Na busca por reunir outros movimentos feministas, considerando suas demandas específicas, a Associação de Mulheres Meretrizes da Argentina (AMMAR) participa pelo segundo ano consecutivo das assembleias convocadas pelo NiUnaMenos e da marcha de 8 de março. A principal bandeira da AMMAR é a regularização dos direitos trabalhistas, seguridade social e aposentadoria para as trabalhadoras sexuais argentinas.

“Iremos distribuir revistas, gerar um grupo com ao menos 80 trabalhadoras sexuais. Temos preparado alguns cantos que remetem ao nosso trabalho, e lutamos também para que a palavra puta deixe de ser usada como insulto”, afirmou a secretária-geral da AMMAR, Georgina Orellano, que ressaltou a necessidade de exposição dos símbolos que as representam, “tanto a camisa puta feminista, como os guarda-chuvas vermelhos, que são o símbolo internacional das trabalhadoras sexuais”, ressaltou.

Apesar de o movimento feminista ter diferentes opiniões sobre a luta pela regulamentação do trabalho sexual, ficou expresso que visões diversas não invalidam a participação conjunta e organizada em um mesmo protesto, segundo explicou Orellano.

“Sempre são geradas muitas discussões e tensões, porque há diferentes posições em relação ao nosso trabalho, mas ficou claro que cada uma pode ter uma postura diferente, e isso não exclui essas pessoas que se autodenominam trabalhadoras sexuais. Estamos organizadas e temos reivindicações específicas, mas também pautas que estão de acordo com as de demais dos movimentos de mulheres em geral, e que dizem respeito aos direitos trabalhistas, melhoria das condições de trabalho e luta contra a violência institucional”, explicou a secretária-geral da AMMAR.

Ela ponderou também a necessidade de denunciar nas ruas, neste #8M, a repressão policial aos protestos sociais, que ocorrem no governo de Mauricio Macri. “O atropelo policial e o recrudescimento da violência, que neste governo padecem os setores populares, a repressão a protestos sociais, a estigmatização dos sindicatos e das organizações sociais”, declarou Orellano.

A força das ruas

Antes de sentar-me a escrever aqui sobre esta Greve Internacional de Mulheres de 8 de Março, me deparei com um texto de uma das entrevistadas para esta matéria, Agustina Paz Frontera, voz do NUM em Buenos Aires. Ela citou O Manifesto Comunista de Karl Marx e Friedrich Engels e a Declaração de Sentimentos, de Flora Tristán, para advertir que ambos dividiram a história dos séculos XIX e XX, mas um “esteve em silêncio”. 

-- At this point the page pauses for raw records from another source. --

//! Runs one plugin at a time and routes window events to it and to the camera.

use crate::data::{MouseControl, OrbitCamera};
use crate::platform::event::{Button, ButtonAction, KeyAction, KeyCode, Modifiers};
use crate::plugin::{Frame, Plugin, PluginContext, Registry};
use crate::render::Renderer;
use cgmath::Vector2;
use std::path::PathBuf;

/// Host errors.
#[derive(Fail, Debug, Clone, PartialEq)]
pub enum HostError {
    /// No plugin with the given index is registered.
    #[fail(display = "no plugin with index {}", _0)]
    UnknownPlugin(usize),
}

/// Host settings.
#[derive(Debug, Clone, PartialEq)]
pub struct HostConfig {
    /// Initial window width in pixels.
    pub width: u32,

    /// Initial window height in pixels.
    pub height: u32,

    /// Root directory plugins load their data from.
    pub resources_dir: PathBuf,
}

impl Default for HostConfig {
    fn default() -> HostConfig {
        HostConfig {
            width: 1280,
            height: 720,
            resources_dir: "resources".into(),
        }
    }
}

struct ActivePlugin {
    idx: usize,
    plugin: Box<dyn Plugin>,
}

/// Owns the renderer, the camera and the active plugin.
pub struct Host<R: Renderer> {
    renderer: R,
    registry: Registry,
    plugin_ctx: PluginContext,
    active: Option<ActivePlugin>,
    camera: OrbitCamera,
    width: u32,
    height: u32,
    mouse: (f64, f64),
    camera_control: MouseControl,
}

impl<R: Renderer> Host<R> {
    /// Creates a host without an active plugin.
    pub fn new(renderer: R, registry: Registry, config: HostConfig) -> Host<R> {
        Host {
            renderer,
            registry,
            plugin_ctx: PluginContext::new(config.resources_dir),
            active: None,
            camera: OrbitCamera::default(),
            width: config.width,
            height: config.height,
            mouse: (0., 0.),
            camera_control: MouseControl::None,
        }
    }

    pub fn registry(&self) -> &Registry {
        &self.registry
    }

    pub fn renderer(&self) -> &R {
        &self.renderer
    }

    pub fn renderer_mut(&mut self) -> &mut R {
        &mut self.renderer
    }

    pub fn camera(&self) -> &OrbitCamera {
        &self.camera
    }

    pub fn camera_mut(&mut self) -> &mut OrbitCamera {
        &mut self.camera
    }

    /// Window size in pixels.
    pub fn size(&self) -> (u32, u32) {
        (self.width, self.height)
    }

    /// Index of the active plugin.
    pub fn active_plugin(&self) -> Option<usize> {
        self.active.as_ref().map(|active| active.idx)
    }

    /// Replaces the active plugin with a fresh instance and resets the camera.
    pub fn select_plugin(&mut self, idx: usize) -> Result<(), HostError> {
        let def = match self.registry.get(idx) {
            Some(def) => *def,
            None => return Err(HostError::UnknownPlugin(idx)),
        };
        info!(target: "surfacevis", "Starting plugin {} ({})", def.name, def.idx);

        let mut plugin = def.instantiate(&self.plugin_ctx);
        plugin.resize(self.width, self.height);
        self.camera.reset();
        self.camera_control = MouseControl::None;
        self.active = Some(ActivePlugin { idx, plugin });
        Ok(())
    }

    pub fn render(&mut self) {
        if let Some(active) = &mut self.active {
            active.plugin.render(Frame {
                camera: &self.camera,
                renderer: &mut self.renderer,
            });
        }
    }

    pub fn resize(&mut self, width: u32, height: u32) {
        debug!(target: "surfacevis", "Window size {}×{}", width, height);
        self.width = width;
        self.height = height;
        if let Some(active) = &mut self.active {
            active.plugin.resize(width, height);
        }
    }

    pub fn keyboard(&mut self, key: KeyCode, action: KeyAction, mods: Modifiers) {
        if let Some(active) = &mut self.active {
            active.plugin.keyboard(
                key,
                action,
                mods,
                Frame {
                    camera: &self.camera,
                    renderer: &mut self.renderer,
                },
            );
        }
    }

    /// A button press without modifiers picks the camera control; anything else stops it.
    pub fn mouse_button(&mut self, button: Button, action: ButtonAction, mods: Modifiers) {
        self.camera_control = if action == ButtonAction::Press && mods.none() {
            match button {
                Button::Primary => MouseControl::Left,
                Button::Middle => MouseControl::Middle,
                Button::Secondary => MouseControl::Right,
                Button::Other(_) => MouseControl::None,
            }
        } else {
            MouseControl::None
        };

        if let Some(active) = &mut self.active {
            active.plugin.mouse_button(
                button,
                action,
                mods,
                Frame {
                    camera: &self.camera,
                    renderer: &mut self.renderer,
                },
            );
        }
    }

    pub fn mouse_move(&mut self, x: f64, y: f64) {
        if self.camera_control != MouseControl::None && self.width > 0 && self.height > 0 {
            let old = self.normalize(self.mouse.0, self.mouse.1);
            let new = self.normalize(x, y);
            self.camera.mouse_move_control(self.camera_control, old, new);
        }
        self.mouse = (x, y);

        if let Some(active) = &mut self.active {
            active.plugin.mouse_move(
                x,
                y,
                Frame {
                    camera: &self.camera,
                    renderer: &mut self.renderer,
                },
            );
        }
    }

    pub fn mouse_scroll(&mut self, dx: f64, dy: f64, mods: Modifiers) {
        if mods.none() {
            self.camera.mouse_scroll_control(dx as f32, dy as f32);
        }

        if let Some(active) = &mut self.active {
            active.plugin.mouse_scroll(
                dx,
                dy,
                Frame {
                    camera: &self.camera,
                    renderer: &mut self.renderer,
                },
            );
        }
    }

    /// Window pixels to [-1, 1] with Y up.
    fn normalize(&self, x: f64, y: f64) -> Vector2<f32> {
        Vector2::new(
            (2. * x / self.width as f64 - 1.) as f32,
            (1. - 2. * y / self.height as f64) as f32,
        )
    }
}

#[cfg(test)]
fn test_host() -> Host<crate::render::Recorder> {
    let config = HostConfig {
        width: 100,
        height: 100,
        resources_dir: std::env::temp_dir().join("surfacevis-host"),
    };
    Host::new(crate::render::Recorder::new(), Registry::builtin(), config)
}

#[test]
fn plugin_selection() {
    let mut host = test_host();
    assert_eq!(host.active_plugin(), None);
    host.render();
    assert!(host.renderer().commands().is_empty());

    assert_eq!(host.select_plugin(3), Err(HostError::UnknownPlugin(3)));
    host.select_plugin(104).unwrap();
    assert_eq!(host.active_plugin(), Some(104));

    host.render();
    assert!(!host.renderer().draws().is_empty());
}

#[test]
fn camera_follows_unmodified_drags() {
    let mut host = test_host();
    host.select_plugin(104).unwrap();
    let initial = *host.camera();

    // a shift drag belongs to the plugin
    host.mouse_move(50., 50.);
    host.mouse_button(Button::Primary, ButtonAction::Press, Modifiers::SHIFT);
    host.mouse_move(70., 50.);
    assert_eq!(host.camera(), &initial);

    host.mouse_button(Button::Primary, ButtonAction::Press, Modifiers::default());
    host.mouse_move(90., 50.);
    assert_ne!(host.camera().view_matrix(), initial.view_matrix());

    host.mouse_button(Button::Primary, ButtonAction::Release, Modifiers::default());
    let rotated = *host.camera();
    host.mouse_move(10., 10.);
    assert_eq!(host.camera(), &rotated);

    host.mouse_button(Button::Secondary, ButtonAction::Press, Modifiers::default());
    host.mouse_move(10., 60.);
    assert!(host.camera().dolly() > rotated.dolly());

    let dolly = host.camera().dolly();
    host.mouse_scroll(0., 1., Modifiers::SHIFT);
    assert_eq!(host.camera().dolly(), dolly);
    host.mouse_scroll(0., -1., Modifiers::default());
    assert!(host.camera().dolly() > dolly);
}

#[test]
fn plugin_receives_events() {
    use crate::data::color::{id_to_color, id_to_color_f32};
    use crate::render::{Command, Uniform};

    let mut host = test_host();
    host.select_plugin(104).unwrap();

    host.mouse_move(30., 40.);
    host.renderer_mut().pick_color = id_to_color(16);
    host.mouse_button(Button::Primary, ButtonAction::Press, Modifiers::SHIFT);
    assert!(host
        .renderer()
        .commands()
        .contains(&Command::ReadPick(30, 40)));

    host.render();
    assert_eq!(
        host.renderer().uniform("pickedIdCol"),
        Some(&Uniform::Vec3(id_to_color_f32(16)))
    );

    host.keyboard(KeyCode::X, KeyAction::Press, Modifiers::default());
    host.render();
    assert_eq!(
        host.renderer().uniform("pickedIdCol"),
        Some(&Uniform::Vec3([0., 0., 0.]))
    );

    host.keyboard(KeyCode::R, KeyAction::Press, Modifiers::default());
    assert_eq!(
        host.renderer().commands().last(),
        Some(&Command::ReloadShaders)
    );
}

#[test]
fn window_resize_reaches_plugin() {
    use crate::render::Uniform;

    let mut host = test_host();
    host.select_plugin(104).unwrap();
    host.render();
    let square = host.renderer().uniform("projMx").cloned();

    host.resize(200, 100);
    assert_eq!(host.size(), (200, 100));
    host.render();
    let wide = host.renderer().uniform("projMx").cloned();
    assert_ne!(square, wide);

    match wide {
        Some(Uniform::Mat4(m)) => {
            assert!((m.y.y / m.x.x - 2.).abs() < 1e-4);
        }
        other => panic!("unexpected {:?}", other),
    }
}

Ainda, ao ler uma nota redigida a partir de uma assembleia convocada pelo NiUnaMenos, publicada no site da Associação de Mulheres Meretrizes da Argentina, que exigia do poder Judicial da Cidade de Buenos Aires “a garantia da segurança e o exercício pleno do direito ao protesto e a liberdade sindical de todas as mulheres, travestis e lésbicas” que sairão às ruas neste 8 de março, também nesta leitura vi que o mais importante que uma matéria jornalística sobre os diversos feminismos pode transmitir é aquilo que estava escrito ao final do comunicado:

Nos encontramos nas ruas!

¡Nos Vemos en las calles!

Isso é América Latina.

Obs: O slogan “La puta que te paró” usa de um jogo de palavras, pois “paró” também é usado como greve no espanhol argentino.

 

Maira Vasconcelos

Maíra Mateus de Vasconcelos - jornalista, de Belo Horizonte, mora há anos em Buenos Aires. Publica matérias e artigos sobre política argentina no Jornal GGN, cobriu algumas eleições presidenciais na América Latina. Também escreve crônicas para o GGN. Tem uma plaqueta e dois livros de poesia publicados, sendo o último “Algumas ideias para filmes de terror” (editora 7Letras, 2022).